▶
#[cfg(test)]
mod tests {
    use std::sync::atomic::{AtomicUsize, Ordering};
    use std::sync::Mutex;

    use async_trait::async_trait;

    use super::*;
    use crate::api::ApiError;
    use crate::auth::MemoryTokenStore;
    use crate::models::{Role, UserRecord};
    use crate::nav::RestartSignal;

    // ------------------------------------------------------------------
    // Fakes
    // ------------------------------------------------------------------

    type Reply<T> = Box<dyn Fn() -> Result<T, ApiError> + Send + Sync>;

    struct FakeBackend {
        login_reply: Reply<LoginReply>,
        me_reply: Reply<CurrentUserReply>,
        calls: AtomicUsize,
        seen_tokens: Mutex<Vec<String>>,
        /// Loading flag as observed while the call was in flight.
        loading_during_call: Mutex<Option<watch::Receiver<AuthState>>>,
        observed_loading: Mutex<Vec<bool>>,
    }

    impl FakeBackend {
        fn new() -> Self {
            Self {
                login_reply: Box::new(|| Err(ApiError::InvalidResponse("unused".into()))),
                me_reply: Box::new(|| Err(ApiError::InvalidResponse("unused".into()))),
                calls: AtomicUsize::new(0),
                seen_tokens: Mutex::new(Vec::new()),
                loading_during_call: Mutex::new(None),
                observed_loading: Mutex::new(Vec::new()),
            }
        }

        fn on_login(
            mut self,
            reply: impl Fn() -> Result<LoginReply, ApiError> + Send + Sync + 'static,
        ) -> Self {
            self.login_reply = Box::new(reply);
            self
        }

        fn on_me(
            mut self,
            reply: impl Fn() -> Result<CurrentUserReply, ApiError> + Send + Sync + 'static,
        ) -> Self {
            self.me_reply = Box::new(reply);
            self
        }

        fn calls(&self) -> usize {
            self.calls.load(Ordering::SeqCst)
        }

        fn record_call(&self) {
            self.calls.fetch_add(1, Ordering::SeqCst);
            if let Some(rx) = self.loading_during_call.lock().unwrap().as_ref() {
                self.observed_loading.lock().unwrap().push(rx.borrow().is_loading());
            }
        }
    }

    #[async_trait]
    impl AuthBackend for FakeBackend {
        async fn login(&self, _email: &str, _password: &str) -> Result<LoginReply, ApiError> {
            self.record_call();
            (self.login_reply)()
        }

        async fn current_user(&self, token: &str) -> Result<CurrentUserReply, ApiError> {
            self.record_call();
            self.seen_tokens.lock().unwrap().push(token.to_string());
            (self.me_reply)()
        }
    }

    #[derive(Default)]
    struct RecordingNotifier {
        notices: Mutex<Vec<Notice>>,
    }

    impl RecordingNotifier {
        fn texts(&self) -> Vec<String> {
            self.notices.lock().unwrap().iter().map(|n| n.text.clone()).collect()
        }
    }

    impl Notifier for RecordingNotifier {
        fn notify(&self, notice: Notice) {
            self.notices.lock().unwrap().push(notice);
        }
    }

    #[derive(Default)]
    struct CountingNavigator {
        redirects: Mutex<Vec<Route>>,
    }

    impl CountingNavigator {
        fn redirects(&self) -> Vec<Route> {
            self.redirects.lock().unwrap().clone()
        }
    }

    impl Navigator for CountingNavigator {
        fn hard_redirect(&self, target: Route) {
            self.redirects.lock().unwrap().push(target);
        }
    }

    struct Harness {
        manager: AuthSessionManager,
        store: Arc<MemoryTokenStore>,
        backend: Arc<FakeBackend>,
        notifier: Arc<RecordingNotifier>,
        navigator: Arc<CountingNavigator>,
    }

    fn harness(store: MemoryTokenStore, backend: FakeBackend) -> Harness {
        let store = Arc::new(store);
        let backend = Arc::new(backend);
        let notifier = Arc::new(RecordingNotifier::default());
        let navigator = Arc::new(CountingNavigator::default());
        let manager = AuthSessionManager::new(
            store.clone(),
            backend.clone(),
            notifier.clone(),
            navigator.clone(),
        );
        *backend.loading_during_call.lock().unwrap() = Some(manager.subscribe());
        Harness {
            manager,
            store,
            backend,
            notifier,
            navigator,
        }
    }

    fn staff_record() -> UserRecord {
        UserRecord {
            username: Some("a".to_string()),
            email: Some("a@x.com".to_string()),
            role: Some("staff".to_string()),
        }
    }

    fn staff_profile() -> UserProfile {
        UserProfile {
            username: "a".to_string(),
            email: "a@x.com".to_string(),
            role: Some(Role::Staff),
        }
    }

    // ------------------------------------------------------------------
    // Rehydrate
    // ------------------------------------------------------------------

    #[tokio::test]
    async fn test_rehydrate_without_token_stays_initial() {
        let h = harness(MemoryTokenStore::new(), FakeBackend::new());

        let outcome = h.manager.rehydrate().await.unwrap();

        assert_eq!(outcome, Rehydration::NoToken);
        assert_eq!(h.manager.state(), AuthState::default());
        assert_eq!(h.backend.calls(), 0);
        assert!(h.navigator.redirects().is_empty());
    }

    #[tokio::test]
    async fn test_rehydrate_empty_token_is_no_token() {
        let h = harness(MemoryTokenStore::with_token(""), FakeBackend::new());

        let outcome = h.manager.rehydrate().await.unwrap();

        assert_eq!(outcome, Rehydration::NoToken);
        assert_eq!(h.manager.state(), AuthState::default());
        assert_eq!(h.backend.calls(), 0);
        assert!(h.navigator.redirects().is_empty());
    }

    #[tokio::test]
    async fn test_rehydrate_restores_session() {
        let backend = FakeBackend::new().on_me(|| {
            Ok(CurrentUserReply {
                user: Some(staff_record()),
            })
        });
        let h = harness(MemoryTokenStore::with_token("tok-123"), backend);

        let outcome = h.manager.rehydrate().await.unwrap();

        assert_eq!(outcome, Rehydration::Restored);
        assert_eq!(
            h.manager.state(),
            AuthState {
                is_authenticated: true,
                is_loading: false,
                user: Some(staff_profile()),
            }
        );
        assert_eq!(*h.backend.seen_tokens.lock().unwrap(), vec!["tok-123".to_string()]);
        assert_eq!(*h.backend.observed_loading.lock().unwrap(), vec![true]);
        assert_eq!(h.store.read().unwrap().as_deref(), Some("tok-123"));
        assert!(h.navigator.redirects().is_empty());
    }

    #[tokio::test]
    async fn test_rehydrate_defaults_missing_profile_fields() {
        let backend = FakeBackend::new().on_me(|| {
            Ok(CurrentUserReply {
                user: Some(UserRecord {
                    role: Some("user".to_string()),
                    ..Default::default()
                }),
            })
        });
        let h = harness(MemoryTokenStore::with_token("tok"), backend);

        h.manager.rehydrate().await.unwrap();

        let state = h.manager.state();
        let user = state.user().expect("user should be set");
        assert_eq!(user.username, "");
        assert_eq!(user.email, "");
        assert_eq!(user.role, Some(Role::User));
    }

    async fn assert_rehydrate_expires(backend: FakeBackend) {
        let h = harness(MemoryTokenStore::with_token("tok-123"), backend);

        let outcome = h.manager.rehydrate().await.unwrap();

        assert_eq!(outcome, Rehydration::Expired);
        assert_eq!(h.store.read().unwrap(), None);
        assert_eq!(h.manager.state(), AuthState::default());
        assert_eq!(h.navigator.redirects(), vec![Route::Home]);
        assert_eq!(h.backend.calls(), 1);
    }

    #[tokio::test]
    async fn test_rehydrate_rejected_token_expires_session() {
        assert_rehydrate_expires(FakeBackend::new().on_me(|| {
            Err(ApiError::Rejected {
                status: 401,
                message: Some("jwt expired".to_string()),
            })
        }))
        .await;
    }

    #[tokio::test]
    async fn test_rehydrate_missing_user_expires_session() {
        assert_rehydrate_expires(FakeBackend::new().on_me(|| Ok(CurrentUserReply { user: None })))
            .await;
    }

    #[tokio::test]
    async fn test_rehydrate_transport_failure_expires_session() {
        assert_rehydrate_expires(
            FakeBackend::new().on_me(|| Err(ApiError::ServerError("bad gateway".to_string()))),
        )
        .await;
    }

    #[tokio::test]
    async fn test_rehydrate_failure_does_not_notify() {
        let backend = FakeBackend::new().on_me(|| Err(ApiError::Unauthorized));
        let h = harness(MemoryTokenStore::with_token("tok"), backend);

        h.manager.rehydrate().await.unwrap();

        assert!(h.notifier.texts().is_empty());
    }

    // ------------------------------------------------------------------
    // Login
    // ------------------------------------------------------------------

    #[tokio::test]
    async fn test_login_success_persists_token() {
        let backend = FakeBackend::new().on_login(|| {
            Ok(LoginReply {
                token: Some("tok-new".to_string()),
                user: Some(staff_record()),
            })
        });
        let h = harness(MemoryTokenStore::new(), backend);
        let rx = h.manager.subscribe();

        let ok = h.manager.login("a@x.com", "pw").await.unwrap();

        assert!(ok);
        assert_eq!(h.store.read().unwrap().as_deref(), Some("tok-new"));
        let state = rx.borrow().clone();
        assert!(state.is_authenticated());
        assert!(!state.is_loading());
        assert_eq!(state.user(), Some(&staff_profile()));
        assert_eq!(*h.backend.observed_loading.lock().unwrap(), vec![true]);
        assert!(h.notifier.texts().is_empty());
    }

    #[tokio::test]
    async fn test_login_rejected_shows_backend_message() {
        let backend = FakeBackend::new().on_login(|| {
            Err(ApiError::Rejected {
                status: 200,
                message: Some("Invalid credentials".to_string()),
            })
        });
        let h = harness(MemoryTokenStore::new(), backend);

        let ok = h.manager.login("a@x.com", "bad").await.unwrap();

        assert!(!ok);
        assert_eq!(h.manager.state(), AuthState::default());
        assert_eq!(h.store.read().unwrap(), None);
        assert_eq!(h.notifier.texts(), vec!["Invalid credentials".to_string()]);
    }

    #[tokio::test]
    async fn test_login_transport_failure_shows_generic_message() {
        let backend = FakeBackend::new().on_login(|| Err(ApiError::RateLimited));
        let h = harness(MemoryTokenStore::new(), backend);

        assert!(!h.manager.login("a@x.com", "pw").await.unwrap());
        assert_eq!(h.notifier.texts(), vec![GENERIC_ERROR_MESSAGE.to_string()]);
        assert_eq!(h.manager.state(), AuthState::default());
    }

    #[tokio::test]
    async fn test_login_without_token_is_failure() {
        let backend = FakeBackend::new().on_login(|| {
            Ok(LoginReply {
                token: Some(String::new()),
                user: Some(staff_record()),
            })
        });
        let h = harness(MemoryTokenStore::new(), backend);

        assert!(!h.manager.login("a@x.com", "pw").await.unwrap());
        assert_eq!(h.store.read().unwrap(), None);
        assert!(!h.manager.state().is_authenticated());
        assert_eq!(h.notifier.texts(), vec![GENERIC_ERROR_MESSAGE.to_string()]);
    }

    #[tokio::test]
    async fn test_login_failure_keeps_existing_token() {
        let backend = FakeBackend::new().on_login(|| Err(ApiError::Unauthorized));
        let h = harness(MemoryTokenStore::with_token("previous"), backend);

        h.manager.login("a@x.com", "bad").await.unwrap();

        assert_eq!(h.store.read().unwrap().as_deref(), Some("previous"));
    }

    // ------------------------------------------------------------------
    // Logout
    // ------------------------------------------------------------------

    #[tokio::test]
    async fn test_logout_clears_everything_and_redirects() {
        let backend = FakeBackend::new().on_login(|| {
            Ok(LoginReply {
                token: Some("tok".to_string()),
                user: Some(staff_record()),
            })
        });
        let h = harness(MemoryTokenStore::new(), backend);
        h.manager.login("a@x.com", "pw").await.unwrap();
        let calls_before = h.backend.calls();

        h.manager.logout().unwrap();

        assert_eq!(h.manager.state(), AuthState::default());
        assert_eq!(h.store.read().unwrap(), None);
        assert_eq!(h.navigator.redirects(), vec![Route::Home]);
        assert_eq!(h.backend.calls(), calls_before);
    }

    #[tokio::test]
    async fn test_logout_twice_is_harmless() {
        let h = harness(MemoryTokenStore::new(), FakeBackend::new());

        h.manager.logout().unwrap();
        h.manager.logout().unwrap();

        assert_eq!(h.manager.state(), AuthState::default());
        assert_eq!(h.store.read().unwrap(), None);
        assert_eq!(h.navigator.redirects(), vec![Route::Home, Route::Home]);
    }

    #[tokio::test]
    async fn test_restart_signal_receives_logout_redirect() {
        let signal = Arc::new(RestartSignal::new());
        let manager = AuthSessionManager::new(
            Arc::new(MemoryTokenStore::with_token("tok")),
            Arc::new(FakeBackend::new()),
            Arc::new(RecordingNotifier::default()),
            signal.clone(),
        );

        manager.logout().unwrap();

        assert_eq!(signal.take(), Some(Route::Home));
    }
}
◀
The task:
Copy the records above exactly, beginning at the line that contains "fn calls(&self) ->" and stopping after the line that contains "self.calls.fetch_add(1, Ordering::SeqCst);".

Written response:
        fn calls(&self) -> usize {
            self.calls.load(Ordering::SeqCst)
        }

        fn record_call(&self) {
            self.calls.fetch_add(1, Ordering::SeqCst);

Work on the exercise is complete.